*** RECORDS PROVIDED Section Begins ***
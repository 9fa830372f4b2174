//! Common test utilities

use async_trait::async_trait;
use std::sync::Mutex;

use threadsmith::core::{GenerationRequest, Provider, Visual};
use threadsmith::error::GeminiError;
use threadsmith::models::{ImageStyle, Mood, Post, Scene};

/// Provider double: returns canned posts and visuals, records the last
/// instruction it was asked to fulfil.
pub struct FakeProvider {
    posts: Vec<Post>,
    visual: Option<Visual>,
    fail_with_auth: bool,
    last_instruction: Mutex<Option<String>>,
}

impl FakeProvider {
    pub fn returning(posts: Vec<Post>) -> Self {
        Self {
            posts,
            visual: None,
            fail_with_auth: false,
            last_instruction: Mutex::new(None),
        }
    }

    pub fn with_visual(mut self, visual: Visual) -> Self {
        self.visual = Some(visual);
        self
    }

    pub fn rejecting_credential() -> Self {
        Self {
            posts: Vec::new(),
            visual: None,
            fail_with_auth: true,
            last_instruction: Mutex::new(None),
        }
    }

    pub fn last_instruction(&self) -> Option<String> {
        self.last_instruction.lock().unwrap().clone()
    }
}

#[async_trait]
impl Provider for FakeProvider {
    async fn generate_posts(&self, request: &GenerationRequest) -> Result<Vec<Post>, GeminiError> {
        *self.last_instruction.lock().unwrap() = Some(request.instruction.clone());
        if self.fail_with_auth {
            return Err(GeminiError::Auth("Requested entity was not found.".to_string()));
        }
        Ok(self.posts.clone())
    }

    async fn generate_visual(
        &self,
        _prompt: &str,
        _mood: Mood,
        _scene: Scene,
        _style: ImageStyle,
    ) -> Result<Option<Visual>, GeminiError> {
        if self.fail_with_auth {
            return Err(GeminiError::Auth("Requested entity was not found.".to_string()));
        }
        Ok(self.visual.clone())
    }
}

/// One-post fixture used by the end-to-end scenarios
pub fn tired_worker_post() -> Post {
    Post::new("上班好累", vec!["社畜".to_string()])
}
*** RECORDS PROVIDED Section Ends ***
YOUR ASSIGNMENT>
Note how many lines in the data above contain "Option", then state that number alone.

EXERCISE RESPONSE>
4